La signification cognitive de ces nouvelles orientations s’appuie sur le fait que les individus humains se caractérisent par des ressources cognitives limitées et largement surestimées (Norman, 1993) – en mémoire et en capacités de traitement – et que l’environnement humain ainsi que les artefacts constituent des partenaires et des outils cognitifs d’aide aux activités de traitement. Ils apportent en effet des représentations multiples, riches et diverses ainsi que des outils d’aide au traitement de ces représentations (Grabinder, 1996 ; Pea, 1993).
Ces nouvelles orientations débouchent sur la conception d’environnements d’apprentissage, c’est-à-dire d’outils et de systèmes qui permettent les échanges et la collaboration entre partenaires (Casey, 1996 ; Hannafin & Land, 1997 ; Winn & Snyder, 1996), orientation qui va ouvrir les perspectives de la recherche sur la réalité virtuelle (Winn, 1993), le travail coopératif à distance, via Internet, et qui va bouleverser les conceptions de l’apprentissage et de l’enseignement (Dwyer, 1996 ; Garner & Gillingham, 1998 ; Poole, 2000) et imposer de nouvelles orientations à la recherche en éducation et à la formation (Kozma, 2000).
Les théories constructivistes (Vygotski, 1978 ; Tudge & Rogoff, 1989), redevenues à la mode et invoquées pour conceptualiser cette nouvelle orientation, semblent aujourd’hui constituer le paradigme de référence pour développer les environnements conçus à l’aide des tic et favoriser leur intégration dans les classes (Hannafin, Hannafin, Land & Oliver, 1997 ; Kafai & Resnick, 1996 ; Steffe & Gale, 1995 ; Strommen & Lincoln, 1999).
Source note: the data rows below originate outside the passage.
use chrono::{DateTime, NaiveDate, Utc};
use serde::{Deserialize, Serialize};
use uuid::Uuid;

use crate::models::episode::{EpisodeRow, KeyPointRow, SourceRow};

/// Regulator or theme an episode covers.
#[derive(Debug, Clone, Copy, Default, PartialEq, Eq, Serialize, Deserialize)]
#[serde(rename_all = "snake_case")]
pub enum Category {
    Sebi,
    Rbi,
    Policy,
    #[default]
    GeneralRegulatory,
}

impl Category {
    pub fn as_str(&self) -> &'static str {
        match self {
            Category::Sebi => "sebi",
            Category::Rbi => "rbi",
            Category::Policy => "policy",
            Category::GeneralRegulatory => "general_regulatory",
        }
    }

    /// Case-insensitive match against the fixed set. `-` and spaces count as `_`.
    pub fn parse(raw: &str) -> Option<Self> {
        match normalize_token(raw).as_str() {
            "sebi" => Some(Category::Sebi),
            "rbi" => Some(Category::Rbi),
            "policy" => Some(Category::Policy),
            "general_regulatory" | "general" | "regulatory" => Some(Category::GeneralRegulatory),
            _ => None,
        }
    }

    /// Maps a free-form hint from the oracle, defaulting to `GeneralRegulatory`.
    pub fn from_hint(hint: Option<&str>) -> Self {
        hint.and_then(Self::parse).unwrap_or_default()
    }
}

#[derive(Debug, Clone, Copy, Default, PartialEq, Eq, Serialize, Deserialize)]
#[serde(rename_all = "snake_case")]
pub enum Importance {
    High,
    #[default]
    Medium,
    Low,
}

impl Importance {
    pub fn as_str(&self) -> &'static str {
        match self {
            Importance::High => "high",
            Importance::Medium => "medium",
            Importance::Low => "low",
        }
    }

    pub fn parse(raw: &str) -> Option<Self> {
        match normalize_token(raw).as_str() {
            "high" => Some(Importance::High),
            "medium" => Some(Importance::Medium),
            "low" => Some(Importance::Low),
            _ => None,
        }
    }

    pub fn from_hint(hint: Option<&str>) -> Self {
        hint.and_then(Self::parse).unwrap_or_default()
    }
}

#[derive(Debug, Clone, Copy, Default, PartialEq, Eq, Serialize, Deserialize)]
#[serde(rename_all = "snake_case")]
pub enum AudioStatus {
    #[default]
    NotGenerated,
    Generating,
    Completed,
    Failed,
}

impl AudioStatus {
    pub fn as_str(&self) -> &'static str {
        match self {
            AudioStatus::NotGenerated => "not_generated",
            AudioStatus::Generating => "generating",
            AudioStatus::Completed => "completed",
            AudioStatus::Failed => "failed",
        }
    }

    pub fn parse(raw: &str) -> Option<Self> {
        match normalize_token(raw).as_str() {
            "not_generated" => Some(AudioStatus::NotGenerated),
            "generating" | "processing" => Some(AudioStatus::Generating),
            "completed" => Some(AudioStatus::Completed),
            "failed" => Some(AudioStatus::Failed),
            _ => None,
        }
    }
}

fn normalize_token(raw: &str) -> String {
    raw.trim()
        .trim_matches(|c: char| c == '*' || c == '"' || c == '\'' || c == '.')
        .trim()
        .to_lowercase()
        .replace(['-', ' '], "_")
}

#[derive(Debug, Clone, PartialEq, Serialize, Deserialize)]
#[serde(rename_all = "camelCase")]
pub struct Source {
    pub title: String,
    pub url: String,
    pub published_at: Option<NaiveDate>,
}

#[derive(Debug, Clone, Default, PartialEq, Serialize, Deserialize)]
#[serde(rename_all = "camelCase")]
pub struct AudioInfo {
    pub url: Option<String>,
    pub duration_secs: Option<i32>,
    pub status: AudioStatus,
    pub request_id: Option<String>,
}

/// One persisted unit of generated podcast content for a language and day.
#[derive(Debug, Clone, PartialEq, Serialize, Deserialize)]
#[serde(rename_all = "camelCase")]
pub struct Episode {
    pub id: Uuid,
    pub podcast_title: String,
    pub title: String,
    pub summary: String,
    pub market_summary: String,
    pub key_points: Vec<String>,
    pub sources: Vec<Source>,
    pub category: Category,
    pub importance: Importance,
    pub language: String,
    pub audio: AudioInfo,
    pub content_date: NaiveDate,
    pub created_at: DateTime<Utc>,
    pub updated_at: DateTime<Utc>,
}

impl Episode {
    /// True once audio generation finished and a playable URL is attached.
    pub fn has_audio(&self) -> bool {
        self.audio.status == AudioStatus::Completed && self.audio.url.is_some()
    }

    /// Assembles an episode from its row and owned child rows.
    /// Key points are ordered by position regardless of input order.
    pub fn from_rows(row: EpisodeRow, mut key_points: Vec<KeyPointRow>, sources: Vec<SourceRow>) -> Self {
        key_points.sort_by_key(|k| k.position);
        Episode {
            id: row.id,
            podcast_title: row.podcast_title,
            title: row.title,
            summary: row.summary,
            market_summary: row.market_summary,
            key_points: key_points.into_iter().map(|k| k.text).collect(),
            sources: sources
                .into_iter()
                .map(|s| Source {
                    title: s.title,
                    url: s.url,
                    published_at: s.published_at,
                })
                .collect(),
            category: Category::parse(&row.category).unwrap_or_default(),
            importance: Importance::parse(&row.importance).unwrap_or_default(),
            language: row.language,
            audio: AudioInfo {
                url: row.audio_url,
                duration_secs: row.audio_duration,
                status: AudioStatus::parse(&row.audio_status).unwrap_or_default(),
                request_id: row.audio_request_id,
            },
            content_date: row.content_date,
            created_at: row.created_at,
            updated_at: row.updated_at,
        }
    }

    /// Builds the in-memory view of freshly created content, with no audio yet.
    pub fn materialize(id: Uuid, data: NewEpisode, now: DateTime<Utc>) -> Self {
        let content_date = data.content_date.unwrap_or_else(|| now.date_naive());
        Episode {
            id,
            podcast_title: data.podcast_title,
            title: data.title,
            summary: data.summary,
            market_summary: data.market_summary,
            key_points: data.key_points,
            sources: data.sources,
            category: data.category,
            importance: data.importance,
            language: data.language,
            audio: AudioInfo::default(),
            content_date,
            created_at: now,
            updated_at: now,
        }
    }
}

/// Everything needed to persist a freshly generated episode.
#[derive(Debug, Clone, PartialEq)]
pub struct NewEpisode {
    pub podcast_title: String,
    pub title: String,
    pub summary: String,
    pub market_summary: String,
    pub key_points: Vec<String>,
    pub sources: Vec<Source>,
    pub category: Category,
    pub importance: Importance,
    pub language: String,
    /// Defaults to the start of today when absent.
    pub content_date: Option<NaiveDate>,
}

/// Partial audio update. Only `status` is always written.
#[derive(Debug, Clone, PartialEq, Deserialize)]
#[serde(rename_all = "camelCase")]
pub struct AudioUpdate {
    pub url: Option<String>,
    pub duration_secs: Option<i32>,
    pub status: AudioStatus,
    pub request_id: Option<String>,
}

/// Asynchronous notification from the audio pipeline, correlated by request id.
#[derive(Debug, Clone, PartialEq, Deserialize)]
#[serde(tag = "type", rename_all = "snake_case")]
pub enum AudioEvent {
    #[serde(rename_all = "camelCase")]
    Processing { request_id: String },
    #[serde(rename_all = "camelCase")]
    Completed {
        request_id: String,
        audio_url: String,
        duration_secs: Option<i32>,
    },
    #[serde(rename_all = "camelCase")]
    Failed {
        request_id: String,
        error: Option<String>,
    },
}

impl AudioEvent {
    pub fn request_id(&self) -> &str {
        match self {
            AudioEvent::Processing { request_id }
            | AudioEvent::Completed { request_id, .. }
            | AudioEvent::Failed { request_id, .. } => request_id,
        }
    }

    pub fn into_update(self) -> AudioUpdate {
        match self {
            AudioEvent::Processing { request_id } => AudioUpdate {
                url: None,
                duration_secs: None,
                status: AudioStatus::Generating,
                request_id: Some(request_id),
            },
            AudioEvent::Completed {
                request_id,
                audio_url,
                duration_secs,
            } => AudioUpdate {
                url: Some(audio_url),
                duration_secs,
                status: AudioStatus::Completed,
                request_id: Some(request_id),
            },
            AudioEvent::Failed { request_id, .. } => AudioUpdate {
                url: None,
                duration_secs: None,
                status: AudioStatus::Failed,
                request_id: Some(request_id),
            },
        }
    }
}
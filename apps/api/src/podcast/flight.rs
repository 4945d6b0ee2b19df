//! Per-(language, day) generation leases.
//!
//! Only one generation may run for a key at a time inside this process.
//! Waiters re-check the store after acquiring the lease, so concurrent misses
//! produce one oracle call instead of one per request. Separate processes are
//! not coordinated.

use std::collections::HashMap;
use std::sync::{Arc, Mutex};

use chrono::NaiveDate;
use tokio::sync::{Mutex as AsyncMutex, OwnedMutexGuard};

#[derive(Debug, Clone, PartialEq, Eq, Hash)]
pub struct FlightKey {
    pub language: String,
    pub day: NaiveDate,
}

impl FlightKey {
    pub fn new(language: &str, day: NaiveDate) -> Self {
        Self {
            language: language.to_string(),
            day,
        }
    }
}

#[derive(Default)]
pub struct GenerationFlights {
    leases: Mutex<HashMap<FlightKey, Arc<AsyncMutex<()>>>>,
}

impl GenerationFlights {
    pub fn new() -> Self {
        Self::default()
    }

    /// Waits for and takes the lease for `key`. Leases of earlier days are pruned.
    pub async fn acquire(&self, key: FlightKey) -> OwnedMutexGuard<()> {
        let lease = {
            let mut leases = self.leases.lock().unwrap_or_else(|e| e.into_inner());
            leases.retain(|k, _| k.day >= key.day);
            leases.entry(key).or_default().clone()
        };
        lease.lock_owned().await
    }

    /// True while some request holds the lease for `key`.
    pub fn is_in_flight(&self, key: &FlightKey) -> bool {
        let leases = self.leases.lock().unwrap_or_else(|e| e.into_inner());
        leases
            .get(key)
            .map(|lease| lease.try_lock().is_err())
            .unwrap_or(false)
    }
}
use axum::{
    extract::{Path, State},
    http::StatusCode,
    Json,
};
use chrono::{DateTime, Duration, NaiveDate, Utc};
use serde::{Deserialize, Serialize};
use tracing::info;
use uuid::Uuid;

use crate::errors::AppError;
use crate::extract::{ApiJson, ApiQuery};
use crate::podcast::language::{self, LanguageInfo, BASE_LANGUAGE_CODE};
use crate::podcast::models::{AudioEvent, AudioStatus, AudioUpdate, Category, Episode};
use crate::podcast::orchestrator::{PodcastFeed, PodcastRequest, PodcastStatus};
use crate::state::AppState;

const DEFAULT_LIST_DAYS: i64 = 7;

#[derive(Debug, Default, Deserialize)]
#[serde(rename_all = "camelCase", default)]
pub struct PodcastQuery {
    /// `all` or absent means no filter.
    pub category: Option<String>,
    pub limit: Option<usize>,
    /// Only the literal `true` (any case) enables a flag.
    pub refresh: Option<String>,
    pub lang: Option<String>,
    pub status_only: Option<String>,
}

impl PodcastQuery {
    pub fn refresh(&self) -> bool {
        is_true(self.refresh.as_deref())
    }

    pub fn status_only(&self) -> bool {
        is_true(self.status_only.as_deref())
    }
}

fn is_true(flag: Option<&str>) -> bool {
    flag.is_some_and(|v| v.trim().eq_ignore_ascii_case("true"))
}

#[derive(Debug, Serialize)]
#[serde(rename_all = "camelCase")]
pub struct PodcastResponse {
    pub episodes: Vec<Episode>,
    pub podcast_title: String,
    pub podcast_description: String,
    pub total_episodes: usize,
    pub last_updated: DateTime<Utc>,
    pub market_summary: String,
    pub selected_language: &'static str,
    pub audio_language: &'static str,
    pub has_audio: bool,
    pub audio_status: AudioStatus,
    pub from_database: bool,
    pub persisted: bool,
}

impl PodcastResponse {
    fn from_feed(feed: PodcastFeed, category: Option<Category>, limit: Option<usize>) -> Self {
        let from_database = feed.from_database();
        let last_updated = feed.episode.updated_at;
        let mut episodes: Vec<Episode> = std::iter::once(feed.episode)
            .filter(|e| category.map_or(true, |c| e.category == c))
            .collect();
        if let Some(limit) = limit {
            episodes.truncate(limit);
        }

        PodcastResponse {
            total_episodes: episodes.len(),
            episodes,
            podcast_title: feed.podcast_title,
            podcast_description: feed.podcast_description,
            last_updated,
            market_summary: feed.market_summary,
            selected_language: feed.language.code,
            audio_language: feed.language.content_language,
            has_audio: feed.has_audio,
            audio_status: feed.audio_status,
            from_database,
            persisted: feed.persisted,
        }
    }
}

#[derive(Debug, Serialize)]
#[serde(untagged)]
pub enum PodcastPayload {
    Full(PodcastResponse),
    Status(PodcastStatus),
}

/// GET /api/v1/podcast
pub async fn handle_get_podcast(
    State(state): State<AppState>,
    ApiQuery(params): ApiQuery<PodcastQuery>,
) -> Result<Json<PodcastPayload>, AppError> {
    let language = language::resolve(params.lang.as_deref())?;
    let category = parse_category_filter(params.category.as_deref())?;

    if params.status_only() {
        let status = state.orchestrator.get_status(language).await?;
        return Ok(Json(PodcastPayload::Status(status)));
    }

    let feed = state
        .orchestrator
        .get_feed(PodcastRequest {
            language,
            force_refresh: params.refresh(),
        })
        .await?;

    Ok(Json(PodcastPayload::Full(PodcastResponse::from_feed(
        feed,
        category,
        params.limit,
    ))))
}

fn parse_category_filter(raw: Option<&str>) -> Result<Option<Category>, AppError> {
    match raw.map(str::trim) {
        None | Some("") => Ok(None),
        Some(all) if all.eq_ignore_ascii_case("all") => Ok(None),
        Some(raw) => Category::parse(raw)
            .map(Some)
            .ok_or_else(|| AppError::Validation(format!("Unknown category '{raw}'"))),
    }
}

#[derive(Debug, Serialize)]
#[serde(rename_all = "camelCase")]
pub struct LanguagesResponse {
    pub languages: &'static [LanguageInfo],
    pub default_language: &'static str,
}

/// GET /api/v1/podcast/languages
pub async fn handle_languages() -> Json<LanguagesResponse> {
    Json(LanguagesResponse {
        languages: language::supported_languages(),
        default_language: BASE_LANGUAGE_CODE,
    })
}

#[derive(Debug, Default, Deserialize)]
#[serde(rename_all = "camelCase")]
pub struct EpisodeListQuery {
    /// Inclusive first day.
    pub start: Option<NaiveDate>,
    /// Inclusive last day.
    pub end: Option<NaiveDate>,
    pub lang: Option<String>,
    pub days: Option<i64>,
}

#[derive(Debug, Serialize)]
#[serde(rename_all = "camelCase")]
pub struct EpisodeListResponse {
    pub episodes: Vec<Episode>,
    pub total_episodes: usize,
}

/// GET /api/v1/podcast/episodes
pub async fn handle_list_episodes(
    State(state): State<AppState>,
    ApiQuery(params): ApiQuery<EpisodeListQuery>,
) -> Result<Json<EpisodeListResponse>, AppError> {
    let language = match params.lang.as_deref() {
        Some(code) => Some(language::resolve(Some(code))?.content_language),
        None => None,
    };

    let episodes = match (params.start, params.end) {
        (Some(start), Some(end)) => {
            if start > end {
                return Err(AppError::Validation(
                    "start must not be after end".to_string(),
                ));
            }
            let start = start_of_day(start);
            let end = start_of_day(end) + Duration::days(1);
            state.store.find_in_range(start, end, language).await
        }
        (None, None) => {
            let days = params.days.unwrap_or(DEFAULT_LIST_DAYS);
            if days <= 0 {
                return Err(AppError::Validation("days must be positive".to_string()));
            }
            let mut episodes = state.store.find_recent(days).await;
            if let Some(language) = language {
                episodes.retain(|e| e.language == language);
            }
            episodes
        }
        _ => {
            return Err(AppError::Validation(
                "start and end must be given together".to_string(),
            ))
        }
    };

    Ok(Json(EpisodeListResponse {
        total_episodes: episodes.len(),
        episodes,
    }))
}

fn start_of_day(day: NaiveDate) -> DateTime<Utc> {
    day.and_time(chrono::NaiveTime::MIN).and_utc()
}

/// PATCH /api/v1/podcast/episodes/:id/audio
pub async fn handle_update_audio(
    State(state): State<AppState>,
    Path(id): Path<Uuid>,
    ApiJson(update): ApiJson<AudioUpdate>,
) -> Result<StatusCode, AppError> {
    if update.duration_secs.is_some_and(|d| d < 0) {
        return Err(AppError::Validation(
            "durationSecs must not be negative".to_string(),
        ));
    }
    state.store.update_audio(id, update).await?;
    Ok(StatusCode::NO_CONTENT)
}

#[derive(Debug, Deserialize)]
#[serde(rename_all = "camelCase")]
pub struct AudioRequest {
    pub lang: Option<String>,
    pub request_id: String,
}

#[derive(Debug, Serialize)]
#[serde(rename_all = "camelCase")]
pub struct AudioRequestAccepted {
    pub episode_id: Uuid,
    pub language: &'static str,
    pub request_id: String,
    pub audio_status: AudioStatus,
}

/// POST /api/v1/podcast/audio
pub async fn handle_request_audio(
    State(state): State<AppState>,
    ApiJson(req): ApiJson<AudioRequest>,
) -> Result<(StatusCode, Json<AudioRequestAccepted>), AppError> {
    let request_id = req.request_id.trim();
    if request_id.is_empty() {
        return Err(AppError::Validation("requestId is required".to_string()));
    }
    let language = language::resolve(req.lang.as_deref())?;

    let episode = state.orchestrator.prepare_audio(language, request_id).await?;
    info!(
        "Audio requested for episode {} in {} ({request_id})",
        episode.id, language.content_language
    );

    Ok((
        StatusCode::ACCEPTED,
        Json(AudioRequestAccepted {
            episode_id: episode.id,
            language: language.code,
            request_id: request_id.to_string(),
            audio_status: episode.audio.status,
        }),
    ))
}

#[derive(Debug, Serialize)]
#[serde(rename_all = "camelCase")]
pub struct AudioEventAck {
    pub episode_id: Uuid,
    pub audio_status: AudioStatus,
}

/// POST /api/v1/podcast/audio/callback
pub async fn handle_audio_callback(
    State(state): State<AppState>,
    ApiJson(event): ApiJson<AudioEvent>,
) -> Result<Json<AudioEventAck>, AppError> {
    let audio_status = event.clone().into_update().status;
    let episode_id = state.orchestrator.record_audio_event(event).await?;
    Ok(Json(AudioEventAck {
        episode_id,
        audio_status,
    }))
}

#[derive(Debug, Serialize)]
#[serde(rename_all = "camelCase")]
pub struct CleanupResponse {
    pub deleted: u64,
    pub retention_days: i64,
}

/// POST /api/v1/podcast/maintenance/cleanup
pub async fn handle_cleanup(State(state): State<AppState>) -> Result<Json<CleanupResponse>, AppError> {
    let retention_days = state.config.retention_days;
    let deleted = state.store.delete_older_than(retention_days).await?;
    Ok(Json(CleanupResponse {
        deleted,
        retention_days,
    }))
}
Ce nouveau paradigme semble inspirer aujourd’hui un nouveau type de design instructionnel, mais aussi un nouveau domaine de recherche que les Américains dénomment “ la technologie instructionniste ” (Driscoll & Dick, 1999) et qui est révélateur de l’influence des tic sur les théories de l’apprentissage et de l’enseignement.